---------- RECORDS FOR PROCESSING

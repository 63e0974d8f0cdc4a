use std::sync::OnceLock;

use metrics_exporter_prometheus::{PrometheusBuilder, PrometheusHandle};

use crate::core::config::Settings;

static PROM_HANDLE: OnceLock<PrometheusHandle> = OnceLock::new();

pub(crate) fn init(settings: &Settings) -> anyhow::Result<()> {
    if !settings.telemetry().prometheus_enabled || PROM_HANDLE.get().is_some() {
        return Ok(());
    }

    let handle = PrometheusBuilder::new().install_recorder()?;
    let _ = PROM_HANDLE.set(handle);
    Ok(())
}

pub(crate) fn render() -> Option<String> {
    PROM_HANDLE.get().map(|handle| handle.render())
}

pub(crate) fn record_transition(action: &'static str) {
    metrics::counter!("workflow_transitions_total", "action" => action).increment(1);
}

pub(crate) fn record_session_started(mode: &'static str) {
    metrics::counter!("practice_sessions_started_total", "mode" => mode).increment(1);
}

pub(crate) fn record_sessions_expired(count: u64) {
    metrics::counter!("expired_practice_sessions_total").increment(count);
}

pub(crate) fn record_flag_backlog(pending: i64) {
    metrics::gauge!("pending_flags").set(pending as f64);
}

--------------------

WORK ITEM: Repeat the records above line by line, from the first line through the line that contains "pub(crate) fn render()".

ANSWER SPACE:
repository 63e0974d8f0cdc4a
use std::sync::OnceLock;

use metrics_exporter_prometheus::{PrometheusBuilder, PrometheusHandle};

use crate::core::config::Settings;

static PROM_HANDLE: OnceLock<PrometheusHandle> = OnceLock::new();

pub(crate) fn init(settings: &Settings) -> anyhow::Result<()> {
    if !settings.telemetry().prometheus_enabled || PROM_HANDLE.get().is_some() {
        return Ok(());
    }

    let handle = PrometheusBuilder::new().install_recorder()?;
    let _ = PROM_HANDLE.set(handle);
    Ok(())
}

pub(crate) fn render() -> Option<String> {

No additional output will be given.